3 reasons you might always be hungry
When you’re trying to drop body fat for race season, do you find that you’re always hungry and at risk of grabbing the wrong foods? When this happens, it can make it difficult to drop the weight.
When I work with clients, I usually find there are 3 main reasons why this is the case. Once these are addressed, the hunger goes away. I thought I would share them with you along with some tips on how to avoid them.
You’re not eating a decent breakfast
What are you eating for breakfast? Is it heavily carbohydrate based? Cereal, toast? These foods which are high in sugar cause a large and rapid increase in the insulin. This hormone acts to remove blood glucose from the blood, and also regulates hunger.
TIP: Replace these with satiating proteins for example eggs, yoghurt, cottage cheese, milk or even lean meats. By doing this, your blood glucose levels will remain more stable meaning there will be fewer insulin spikes resulting in better regulation of hunger. Protein is also more difficult for the body to break down and digest so the food takes longer to exit the gut resulting in you feeling fuller for longer. As an endurance athlete getting enough for breakfast is even more important, particularly if you have been training first thing. You need to make sure you are consuming adequate protein to rebuild and repair your muscles.
Too few calories for the training you’re doing
Often we are attracted to endurance sports because we seem them as a way of losing weight. We start training and while simultaneously reducing calories. While doing so can lead to weight loss, it could be that training too much and not eating enough could adversely affect your muscle mass which would be a real shame when you’ve put in the training.
When attempting to lose body fat your goal is to create a negative energy balance meaning you consume fewer calories than you expend.
If your need to reduce calories by 300 calories a day, you could do that through reducing what you eat. However, if add you exercise on top of that you might be adding another say 400 calories to that resulting in a 700 calorie deficit every day.
This wouldn’t be too bad if you have a daily calorie requirement of 3000 calories, however if you are someone with a 1500 calories per day requirement this is more than a 50% reduction which can means your body could go into starvation mode. This results in a reduction in your the metabolic rate as your body goes into survival mode.
TIP: For this reason you need to make sure that if you are going to reduce your calories & train you take into account your individual calorie expenditure when deciding how much to eat. This is so important that I walk you through how to calculate your calorie requirement based on your activity in my ebook Leaner, Lighter and Faster
3. You’re not eating regularly.
Ghrelin is a hormone which when secreted creates intense feelings of hunger causing you to search for food.

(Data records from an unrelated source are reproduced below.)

//! Key types produced by the key decoder.
use bitflags::bitflags;
use log::debug;

use crate::tty::RawReader;
use crate::unicode;
use crate::Result;

bitflags! {
    /// Modifiers recognized alongside a [`KeyCode`].
    ///
    /// The only modifier the decoder ever produces on its own is
    /// [`Modifiers::SHIFT`] (for `shift+arrow`); `Ctrl` combinations are
    /// folded directly into [`KeyCode::Ctrl`] instead of being expressed as
    /// `KeyCode::Char` + `Modifiers::CTRL`.
    #[derive(Clone, Copy, Debug, Default, PartialEq, Eq, Hash)]
    pub struct Modifiers: u8 {
        const NONE  = 0;
        const SHIFT = 1 << 0;
    }
}

/// A decoded logical keypress.
#[derive(Debug, Clone, Copy, PartialEq, Eq, Hash)]
#[non_exhaustive]
pub enum KeyCode {
    /// A printable grapheme-starting UTF-8 character.
    Char(char),
    /// `Ctrl+<letter>`.
    Ctrl(char),
    Tab,
    Enter,
    /// The terminal's "Delete/backspace" key (byte 127): removes the
    /// character, or selection, to the left of the cursor.
    Delete,
    Up,
    Down,
    Left,
    Right,
    /// Anything the decoder could not classify: an unterminated or
    /// unrecognized escape sequence, or an unhandled control byte.
    Unknown,
}

/// A single key event: a code plus whatever modifiers apply to it.
#[derive(Debug, Clone, Copy, PartialEq, Eq, Hash)]
pub struct KeyEvent(pub KeyCode, pub Modifiers);

impl KeyEvent {
    pub const fn new(code: KeyCode, mods: Modifiers) -> Self {
        KeyEvent(code, mods)
    }

    pub const fn plain(code: KeyCode) -> Self {
        KeyEvent(code, Modifiers::NONE)
    }
}

/// Classify a single non-escape, non-UTF8-lead control byte (1..=26, TAB,
/// RETURN, DELETE).
///
/// Returns `None` if `byte` is not one of the bytes this function handles
/// (the caller should treat that as [`KeyCode::Unknown`]).
pub fn decode_control_byte(byte: u8) -> Option<KeyEvent> {
    match byte {
        9 => Some(KeyEvent::plain(KeyCode::Tab)),
        13 => Some(KeyEvent::plain(KeyCode::Enter)),
        127 => Some(KeyEvent::plain(KeyCode::Delete)),
        1..=26 => {
            let letter = (byte + b'A' - 1) as char;
            Some(KeyEvent::plain(KeyCode::Ctrl(letter)))
        }
        _ => None,
    }
}

/// Decode the body of a `CSI` escape sequence (everything after `ESC [`)
/// collected up to and including its terminating alphabetic byte.
///
/// `body` does not include the leading `ESC` or `[`. Plain `A`/`B`/`C`/`D`
/// are arrow keys; `1;2C` / `1;2D` are shift+arrow; anything else is
/// unknown.
pub fn decode_csi_body(body: &[u8]) -> KeyEvent {
    match body {
        [b'A'] => KeyEvent::plain(KeyCode::Up),
        [b'B'] => KeyEvent::plain(KeyCode::Down),
        [b'C'] => KeyEvent::plain(KeyCode::Right),
        [b'D'] => KeyEvent::plain(KeyCode::Left),
        b"1;2C" => KeyEvent::new(KeyCode::Right, Modifiers::SHIFT),
        b"1;2D" => KeyEvent::new(KeyCode::Left, Modifiers::SHIFT),
        _ => KeyEvent::plain(KeyCode::Unknown),
    }
}

/// Longest CSI body the decoder buffers before giving up.
const MAX_ESCAPE_LEN: usize = 8;

/// Reads one logical keypress from `reader`: a single control byte,
/// a `CSI` escape sequence, or a UTF-8-encoded character. Blocks on the
/// first byte; anything after a leading `ESC` is read non-blockingly,
/// bounded by `keyseq_timeout_ms` (`None` means block on each subsequent
/// byte too, i.e. no timeout).
pub fn read_key(reader: &mut dyn RawReader, keyseq_timeout_ms: Option<u16>) -> Result<KeyEvent> {
    let first = reader.read_byte()?;
    if let Some(event) = decode_control_byte(first) {
        return Ok(event);
    }
    if first == 27 {
        return read_escape_sequence(reader, keyseq_timeout_ms);
    }
    let len = unicode::byte_len(first);
    if len == 0 {
        debug!("dropped stray UTF-8 continuation byte {first:#x}");
        return Ok(KeyEvent::plain(KeyCode::Unknown));
    }
    if len == 1 {
        return Ok(KeyEvent::plain(KeyCode::Char(first as char)));
    }
    let mut buf = [0u8; 4];
    buf[0] = first;
    for slot in buf.iter_mut().take(len).skip(1) {
        *slot = reader.read_byte()?;
    }
    Ok(KeyEvent::plain(KeyCode::Char(unicode::decode(&buf[..len]))))
}

/// Decodes everything after a leading `ESC`: `ESC [` starts a
/// `CSI` sequence, read up to [`MAX_ESCAPE_LEN`] bytes until an alphabetic
/// terminator; anything else (a lone `ESC`, or `ESC` not followed by `[`)
/// is [`KeyCode::Unknown`].
fn read_escape_sequence(reader: &mut dyn RawReader, keyseq_timeout_ms: Option<u16>) -> Result<KeyEvent> {
    let poll_timeout = keyseq_timeout_ms.map_or(-1, i32::from);
    if !reader.poll_ready(poll_timeout)? {
        debug!("unterminated escape sequence: lone ESC");
        return Ok(KeyEvent::plain(KeyCode::Unknown));
    }
    if reader.read_byte()? != b'[' {
        return Ok(KeyEvent::plain(KeyCode::Unknown));
    }
    let mut body = Vec::with_capacity(MAX_ESCAPE_LEN);
    loop {
        if body.len() >= MAX_ESCAPE_LEN {
            debug!("escape sequence buffer filled without a terminator; discarding");
            return Ok(KeyEvent::plain(KeyCode::Unknown));
        }
        if !reader.poll_ready(poll_timeout)? {
            debug!("unterminated escape sequence: ESC [ {body:?}");
            return Ok(KeyEvent::plain(KeyCode::Unknown));
        }
        let byte = reader.read_byte()?;
        body.push(byte);
        if byte.is_ascii_alphabetic() {
            break;
        }
    }
    Ok(decode_csi_body(&body))
}

#[cfg(test)]
mod test {
    use super::*;
    use crate::tty::test::TestTerm;
    use crate::tty::TermKind;

    #[test]
    fn ctrl_letters() {
        assert_eq!(
            decode_control_byte(1),
            Some(KeyEvent::plain(KeyCode::Ctrl('A')))
        );
        assert_eq!(
            decode_control_byte(7),
            Some(KeyEvent::plain(KeyCode::Ctrl('G')))
        );
        assert_eq!(decode_control_byte(9), Some(KeyEvent::plain(KeyCode::Tab)));
        assert_eq!(
            decode_control_byte(13),
            Some(KeyEvent::plain(KeyCode::Enter))
        );
        assert_eq!(
            decode_control_byte(127),
            Some(KeyEvent::plain(KeyCode::Delete))
        );
        assert_eq!(decode_control_byte(0), None);
    }

    #[test]
    fn csi_arrows() {
        assert_eq!(decode_csi_body(b"A"), KeyEvent::plain(KeyCode::Up));
        assert_eq!(decode_csi_body(b"D"), KeyEvent::plain(KeyCode::Left));
        assert_eq!(
            decode_csi_body(b"1;2C"),
            KeyEvent::new(KeyCode::Right, Modifiers::SHIFT)
        );
        assert_eq!(
            decode_csi_body(b"1;2D"),
            KeyEvent::new(KeyCode::Left, Modifiers::SHIFT)
        );
        assert_eq!(decode_csi_body(b"99Z"), KeyEvent::plain(KeyCode::Unknown));
    }

    #[test]
    fn read_key_ascii_char() {
        let term = TestTerm::new(TermKind::Supported, 80);
        term.feed(b"a");
        let mut reader = term.reader();
        assert_eq!(
            read_key(&mut reader, None).unwrap(),
            KeyEvent::plain(KeyCode::Char('a'))
        );
    }

    #[test]
    fn read_key_multibyte_char() {
        let term = TestTerm::new(TermKind::Supported, 80);
        term.feed("é".as_bytes());
        let mut reader = term.reader();
        assert_eq!(
            read_key(&mut reader, None).unwrap(),
            KeyEvent::plain(KeyCode::Char('é'))
        );
    }

    #[test]
    fn read_key_csi_arrow() {
        let term = TestTerm::new(TermKind::Supported, 80);
        term.feed(b"\x1b[C");
        let mut reader = term.reader();
        assert_eq!(read_key(&mut reader, None).unwrap(), KeyEvent::plain(KeyCode::Right));
    }

    #[test]
    fn read_key_shift_arrow() {
        let term = TestTerm::new(TermKind::Supported, 80);
        term.feed(b"\x1b[1;2D");
        let mut reader = term.reader();
        assert_eq!(
            read_key(&mut reader, None).unwrap(),
            KeyEvent::new(KeyCode::Left, Modifiers::SHIFT)
        );
    }

    #[test]
    fn read_key_lone_esc_is_unknown() {
        let term = TestTerm::new(TermKind::Supported, 80);
        term.feed(b"\x1b");
        let mut reader = term.reader();
        assert_eq!(read_key(&mut reader, None).unwrap(), KeyEvent::plain(KeyCode::Unknown));
    }

    #[test]
    fn read_key_ctrl_and_control_bytes() {
        let term = TestTerm::new(TermKind::Supported, 80);
        term.feed(&[7, 9, 13, 127]);
        let mut reader = term.reader();
        assert_eq!(
            read_key(&mut reader, None).unwrap(),
            KeyEvent::plain(KeyCode::Ctrl('G'))
        );
        assert_eq!(read_key(&mut reader, None).unwrap(), KeyEvent::plain(KeyCode::Tab));
        assert_eq!(read_key(&mut reader, None).unwrap(), KeyEvent::plain(KeyCode::Enter));
        assert_eq!(read_key(&mut reader, None).unwrap(), KeyEvent::plain(KeyCode::Delete));
    }
}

Ghrelin is typically released just prior to when you normally eat and once you have eaten it declines fairly rapidly. However with if you restrict calories, the levels of ghrelin released can actually increase.
If you’re not eating regularly your body is likely to produce excess ghrelin secretion, making you hungrier, more often.

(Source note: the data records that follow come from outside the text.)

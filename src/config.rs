//! User-configurable behavior that sits outside the fixed key-binding
//! table.
//!
//! There is deliberately no `EditMode` here (Emacs vs. Vi): the binding
//! table is fixed, so a `Config` only ever tunes bell, history retention,
//! coloring, and escape-sequence timing around it.

/// User preferences for an [`crate::Editor`].
#[derive(Clone, Copy, Debug, PartialEq, Eq)]
pub struct Config {
    tab_stop: u8,
    bell_style: BellStyle,
    max_history_size: Option<usize>,
    keyseq_timeout_ms: Option<u16>,
    color_mode: ColorMode,
}

impl Config {
    #[must_use]
    pub fn builder() -> Builder {
        Builder::new()
    }

    /// Horizontal space a literal tab character occupies when rendered.
    #[must_use]
    pub fn tab_stop(&self) -> u8 {
        self.tab_stop
    }

    #[must_use]
    pub fn bell_style(&self) -> BellStyle {
        self.bell_style
    }

    /// Maximum number of entries retained in history; `None` means
    /// unbounded, trimmed only if the host sets a limit.
    #[must_use]
    pub fn max_history_size(&self) -> Option<usize> {
        self.max_history_size
    }

    /// How long, in milliseconds, the decoder keeps reading bytes of an
    /// escape sequence before giving up. `None` means block until a
    /// terminator byte or buffer-full, the decoder's default behavior.
    #[must_use]
    pub fn keyseq_timeout_ms(&self) -> Option<u16> {
        self.keyseq_timeout_ms
    }

    #[must_use]
    pub fn color_mode(&self) -> ColorMode {
        self.color_mode
    }
}

impl Default for Config {
    fn default() -> Self {
        Config {
            tab_stop: 8,
            bell_style: BellStyle::default(),
            max_history_size: None,
            keyseq_timeout_ms: None,
            color_mode: ColorMode::Enabled,
        }
    }
}

/// Beep, flash, or do nothing, on an edit that has no effect (e.g.
/// `DELETE` at the start of the buffer).
#[derive(Clone, Copy, Debug, Default, PartialEq, Eq)]
pub enum BellStyle {
    Audible,
    /// Flash the screen. Not implemented by any terminal adapter; kept
    /// as a distinct variant so a host can detect and reject it rather
    /// than silently getting [`BellStyle::None`] behavior.
    Visible,
    /// No bell at all; the default.
    #[default]
    None,
}

/// Whether syntax coloring and selection reverse-video are emitted at
/// all.
#[derive(Clone, Copy, Debug, Default, PartialEq, Eq)]
pub enum ColorMode {
    /// Color if a tokenizer is installed and the terminal is classified
    /// [`crate::tty::TermKind::Supported`].
    #[default]
    Enabled,
    /// Never emit color escapes, even with a tokenizer installed.
    Disabled,
    /// Emit color escapes even on an unsupported terminal classification.
    Forced,
}

/// Builder for [`Config`].
#[derive(Clone, Copy, Debug, Default)]
pub struct Builder {
    p: Config,
}

impl Builder {
    #[must_use]
    pub fn new() -> Self {
        Builder {
            p: Config::default(),
        }
    }

    #[must_use]
    pub fn tab_stop(mut self, tab_stop: u8) -> Self {
        self.p.tab_stop = tab_stop.max(1);
        self
    }

    #[must_use]
    pub fn bell_style(mut self, bell_style: BellStyle) -> Self {
        self.p.bell_style = bell_style;
        self
    }

    #[must_use]
    pub fn max_history_size(mut self, max_size: usize) -> Self {
        self.p.max_history_size = Some(max_size);
        self
    }

    #[must_use]
    pub fn unbounded_history(mut self) -> Self {
        self.p.max_history_size = None;
        self
    }

    #[must_use]
    pub fn keyseq_timeout_ms(mut self, timeout_ms: u16) -> Self {
        self.p.keyseq_timeout_ms = Some(timeout_ms);
        self
    }

    #[must_use]
    pub fn color_mode(mut self, color_mode: ColorMode) -> Self {
        self.p.color_mode = color_mode;
        self
    }

    #[must_use]
    pub fn build(self) -> Config {
        self.p
    }
}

The cells which secrete ghrelin also have their own rhythm according to when you normally eat.
For example, most people have a schedule of when they eat breakfast, lunch and dinner. According to the schedule, these ghrelin secreting cells secrete the hormone just prior to when you normally eat. That’s why usually you can expect to be hungry around normal eating times.
When you eat regularly, ghrelin secretion will occur just before when you normally eat making you feel hungry around these times. However, if you begin to eat sporadically, it causes these cells to secrete ghrelin sporadically, making you hungry at strange times and often to a greater extent than usual.
TIP: If you find that you are hungry all the time try eating at similar times every day so that your ghrelin secretion is then regulated rather than sporadically producing excess quantities of it.